In radio communications networks a user equipment is communicating via a radio base station by transmitting data to the radio base station. The data is transmitted using a transmission power. Power control in these radio communications networks has fast closed loop, also known as fast inner power control loop, and open loop power control procedures to control the transmission power of the user equipment within a radio communications network. In the fast inner power control loop in an uplink transmission towards the radio base station of code division multiple access (CDMA) systems, in particular in Wideband Code Division Multiple Access (WCDMA) systems, each user equipment transmits a signal spread in the same frequency band. Signals spread in the same frequency band causes interference for the other user equipments transmitting in the same frequency band. The consequence of the interference is that the powers of all user equipments become coupled in the uplink of CDMA cells. Consequently, if minimum possible transmission powers are used from the user equipments the co channel interference is minimized.
The services carried over these systems typically require a certain Signal to Interference Ratio (SIR), to maintain a stipulated quality of service (QoS), a QoS goal. A fast inner power control loop therefore strives to maintain a target SIR, in order to secure the above QoS goal. The target SIR is set by an outer power control loop that uses the observed block error rate for adjustment, which is much slower than the fast inner power control loop. The target SIR may also be adapted in response to so called Hybrid Automatic Repeat Request (HARQ) retransmissions in future releases of WCDMA.
The performance of the fast inner power control loop is impaired by the fact that control commands sent to the user equipment are quantized with only one bit, signaling a command to increase or decrease the user equipment transmit power in steps of typically 1 dB. There are two main problems associated with using only one bit.
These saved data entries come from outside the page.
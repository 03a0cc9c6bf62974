use clap::Parser;
use devscript::cli::{Cli, run};
use tracing_subscriber::EnvFilter;

fn main() -> std::process::ExitCode {
    tracing_subscriber::fmt()
        .with_env_filter(EnvFilter::try_from_default_env().unwrap_or_else(|_| EnvFilter::new("info")))
        .with_writer(std::io::stderr)
        .init();
    run(Cli::parse())
}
First, in case of a large commanded change of signal to interference ratio (SIR) from the outer power control loop, the response of the inner loop may require many power steps and consequently a substantial time before the power settles at the new power level. This problem is amplified by the nonlinear coupling between the inner loop power control loops of user equipments. Secondly, during periods of constant power, the 1 dB quantization makes the user equipment transmit power to perform an oscillation, a limit cycle, with the power commands switching between +1 dB and −1 dB constantly as there is no way to signal that the transmission power should be constant. This increases the variance of the SIR. The increased variance, in turn, requires a slightly ½ dB increased SIR target set point, in order not to end up below the service requirements.